I am designing a layout for an approximately 30' x 12'.  I plan on multiple levels.  So far I have been working on paper and using SCARM for small sections to learn it.  I want to now tackle the entire layout in SCARM.

I have learned the SCARM basics, of laying track, but still learning about benchwork and elevations.  I am a little hampered as I have a lot of track that is not in the SCARM library (K-Line tubular), but I am finding solutions.  Using Lionel tubular, K-Line Tubular, Ross switches and older Lionel switches.

My question is how to approach the drawing of a large layout?  Do you do the benchwork first?  The track first, then draw the benches?  Do you draw the demising walls of the room with objects first?  With a multi-level layout do you start elevations right away or add them later?  Do you set up levels right away.  On paper I define the levels first, then draw the benchwork for each level, then the track, but this may not be the best way in SCARM. 

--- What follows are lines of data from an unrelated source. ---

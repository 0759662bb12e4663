//! In-process HTTP doubles.
//!
//! [`MockHttpServer`] serves a [`Handler`] on an ephemeral loopback port and
//! [`RequestRecorder`] wraps a handler to keep a copy of every request it
//! sees, so a test can point the code under test at `server.url()` and then
//! assert on what was sent.
//!
//! The `http` crate is re-exported so handlers can be written without
//! depending on it directly.

pub mod mock_server;
pub mod request_recorder;
pub mod types;

pub use warp::http;
pub use warp::hyper::body::Bytes;

pub use mock_server::MockHttpServer;
pub use request_recorder::RequestRecorder;
pub use types::{ok_response, response, Handler, MockRequest, MockResponse, RecordedRequest};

Any suggestions on the best way to get started appreciated.


Original Post

I would say my experience with SCARM if fair. Several guys on here are very proficient at using the software and will probably chime in here as well. Did you buy the fully licensed version? It has much more functionality than the freeware.

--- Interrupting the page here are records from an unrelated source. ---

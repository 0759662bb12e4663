//! Request/response types shared by the mock server and the recorder.

use warp::http::{HeaderMap, Method, Request, Response, StatusCode};
use warp::hyper::body::Bytes;

/// Request handed to a [`Handler`]: method, URI (path and query), headers
/// and the full body.
pub type MockRequest = Request<Bytes>;

/// Response produced by a [`Handler`].
pub type MockResponse = Response<Bytes>;

/// Serves requests for a [`MockHttpServer`](super::MockHttpServer).
///
/// Implemented for any `Fn(MockRequest) -> MockResponse` closure.
pub trait Handler: Send + Sync + 'static {
    fn handle(&self, request: MockRequest) -> MockResponse;
}

impl<F> Handler for F
where
    F: Fn(MockRequest) -> MockResponse + Send + Sync + 'static,
{
    fn handle(&self, request: MockRequest) -> MockResponse {
        self(request)
    }
}

/// Snapshot of one request seen by a [`RequestRecorder`](super::RequestRecorder).
#[derive(Debug, Clone)]
pub struct RecordedRequest {
    pub method: Method,
    /// Request path without the query string.
    pub path: String,
    pub headers: HeaderMap,
    pub body: Vec<u8>,
}

impl RecordedRequest {
    /// Body decoded as UTF-8, replacing invalid sequences.
    pub fn body_string(&self) -> String {
        String::from_utf8_lossy(&self.body).into_owned()
    }

    /// First value of `name` if it is present and valid visible ASCII.
    pub fn header(&self, name: &str) -> Option<&str> {
        self.headers.get(name).and_then(|v| v.to_str().ok())
    }
}

/// `200 OK` with an empty body.
pub fn ok_response() -> MockResponse {
    response(StatusCode::OK, Bytes::new())
}

/// A response with `status` and `body` and no extra headers.
pub fn response(status: StatusCode, body: impl Into<Bytes>) -> MockResponse {
    let mut res = Response::new(body.into());
    *res.status_mut() = status;
    res
}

I would recommend the following:

Set your benchwork dimensions first.
Use the layers tool to separate the different lines you are designing. Makes it easy to turn off the track that you are not working on. Remember to check the box on the layer you are designing or the work will wind up in the wrong layer.
I've had limited success with creating grades. Kind of hit and miss but I usually fumble my way through it.

Another tip is to adjust the tolerance settings - go to: tools-settings-edit-tolerances. Makes the tracks join up better if they are slightly off.
When you are far enough along the simulator extension is good to see how trains will run on the layout. Fun too!

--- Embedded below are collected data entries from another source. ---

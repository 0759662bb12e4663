use std::fmt;
use std::fs;
use std::path::Path;
use std::time::Duration;

use log::{debug, info};
use serde::{Deserialize, Serialize};

use crate::error_handling::types::ConfigError;

pub const ENV_CONFIG: &str = "TESTUTILS_CONFIG";
pub const ENV_DOCKER_BIN: &str = "TESTUTILS_DOCKER_BIN";
pub const ENV_CONTAINER_HOST: &str = "TESTUTILS_CONTAINER_HOST";
pub const ENV_STARTUP_TIMEOUT_SECS: &str = "TESTUTILS_STARTUP_TIMEOUT_SECS";

/// When `docker run` should pull the image.
#[derive(Debug, Clone, Copy, Default, PartialEq, Eq, Serialize, Deserialize)]
#[serde(rename_all = "lowercase")]
pub enum PullPolicy {
    #[default]
    Missing,
    Always,
    Never,
}

impl PullPolicy {
    /// Value for `docker run --pull=<value>`.
    pub fn as_arg(&self) -> &'static str {
        match self {
            PullPolicy::Missing => "missing",
            PullPolicy::Always => "always",
            PullPolicy::Never => "never",
        }
    }
}

impl fmt::Display for PullPolicy {
    fn fmt(&self, f: &mut fmt::Formatter<'_>) -> fmt::Result {
        f.write_str(self.as_arg())
    }
}

/// Settings shared by every service container.
///
/// Every field has a default, so an empty TOML file is a valid configuration:
///
/// ```toml
/// docker_bin = "podman"
/// container_host = "127.0.0.1"
/// startup_timeout_secs = 120
/// pull_policy = "always"
/// ```
#[derive(Debug, Clone, PartialEq, Eq, Serialize, Deserialize)]
#[serde(default, deny_unknown_fields)]
pub struct Settings {
    /// Container CLI to invoke. Anything accepting docker's arguments works.
    pub docker_bin: String,
    /// Address mapped ports are published on and clients connect to.
    pub container_host: String,
    /// Upper bound for a container to become ready.
    pub startup_timeout_secs: u64,
    pub pull_policy: PullPolicy,
}

impl Default for Settings {
    fn default() -> Self {
        Self {
            docker_bin: "docker".to_string(),
            container_host: "127.0.0.1".to_string(),
            startup_timeout_secs: 60,
            pull_policy: PullPolicy::Missing,
        }
    }
}

impl Settings {
    /// Reads and validates a TOML settings file.
    pub fn from_file(path: &Path) -> Result<Self, ConfigError> {
        let content = fs::read_to_string(path)?;
        let settings = Self::from_toml_str(&content)?;
        info!("Loaded settings from {}", path.display());
        Ok(settings)
    }

    pub fn from_toml_str(content: &str) -> Result<Self, ConfigError> {
        let settings: Settings =
            toml::from_str(content).map_err(|e| ConfigError::TomlError(e.to_string()))?;
        settings.validate()?;
        Ok(settings)
    }

    /// Defaults, then the file named by `TESTUTILS_CONFIG` (if set), then the
    /// individual `TESTUTILS_*` overrides.
    pub fn from_env() -> Result<Self, ConfigError> {
        Self::from_lookup(|key| std::env::var(key).ok())
    }

    /// Same as [`from_env`](Self::from_env) with variables read through `lookup`.
    pub fn from_lookup<F>(lookup: F) -> Result<Self, ConfigError>
    where
        F: Fn(&str) -> Option<String>,
    {
        let mut settings = match lookup(ENV_CONFIG).filter(|p| !p.is_empty()) {
            Some(path) => Self::from_file(Path::new(&path))?,
            None => Self::default(),
        };

        if let Some(bin) = lookup(ENV_DOCKER_BIN) {
            debug!("{} overrides docker_bin with {}", ENV_DOCKER_BIN, bin);
            settings.docker_bin = bin;
        }
        if let Some(host) = lookup(ENV_CONTAINER_HOST) {
            debug!("{} overrides container_host with {}", ENV_CONTAINER_HOST, host);
            settings.container_host = host;
        }
        if let Some(secs) = lookup(ENV_STARTUP_TIMEOUT_SECS) {
            settings.startup_timeout_secs = secs.trim().parse().map_err(|_| {
                ConfigError::InvalidValue(format!(
                    "{} must be a whole number of seconds, got '{}'",
                    ENV_STARTUP_TIMEOUT_SECS, secs
                ))
            })?;
        }

        settings.validate()?;
        Ok(settings)
    }

    pub fn validate(&self) -> Result<(), ConfigError> {
        if self.docker_bin.trim().is_empty() {
            return Err(ConfigError::InvalidValue(
                "docker_bin must not be empty".to_string(),
            ));
        }
        if self.container_host.trim().is_empty() {
            return Err(ConfigError::InvalidValue(
                "container_host must not be empty".to_string(),
            ));
        }
        if self.startup_timeout_secs == 0 {
            return Err(ConfigError::InvalidValue(
                "startup_timeout_secs must be greater than zero".to_string(),
            ));
        }
        Ok(())
    }

    pub fn startup_timeout(&self) -> Duration {
        Duration::from_secs(self.startup_timeout_secs)
    }
}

The 3D tool gives a good understanding of your plan. You can rotate around the plan and look at things from different angles too.

Once you start building much will change but the software design is a solid place to start.

Keep us posted as you go.


Three Rails Are Better Than None 

I love Scarm.  It is a wonderful piece of really fun code to play with.  To do a layout the size of your room you will need the full license version as the freebie has a component limit.

One of the things to play with that will be an eye opener is the base / baseboard elevation.  IE. If you want your table top to be at 42 inches (baseboard), then make your legs base elev at -42. Example:

Also ask questions during your design process, there are some great folks on here that are also Mixy / Scarm fans.    Russ

Hi Bill. I'm attaching 2 SCARM files for you to review. The first has 2 separate levels. The second has 2 attached levels with a grade between the levels. To download them you need to right-click and select Save As or Save Link As.

Referring to the first file (see photo), here are some tips for how I do things:

SCARM likes inches, so I convert dimensions into inches, 360"x144" in your case, and use the Figures library to draw a starting space on a layer I name room. I add walls and any obstacles; water heater, furnace, pipes, furniture, doors (and which way they open), windows, etc. If there are areas I don't want to use for track, I add rectangles to define those. What I'm left with is the space for track and landscaping. Now, some folks skip this step and go right to defining just the work space. In many cases I do that too. Many times though someone has no idea where to start, so we start with defining the room, whatever works for you.

Once I have the final work space defined, I start experimenting with track designs. Usually I'm working with a single brand of track and want to know what size curves will fit, etc. In tour case, you're using multiple brands of track, so you might be a little more limited, but my point is that until you have a basic design there's no sense in defining the bench work because it will change.

Once you have a basic design (around the room with dual mains, loop to loop in a horseshoe, etc.), you can add the bench work. In SCARM, that's the baseboard, mostly as a basis for the 3D view. Since SCARM only allows 1 baseboard, you'll have to use colored rectangles or polygons for other levels. You can see how I did this by turning on most layers in the files and looking at 3D views.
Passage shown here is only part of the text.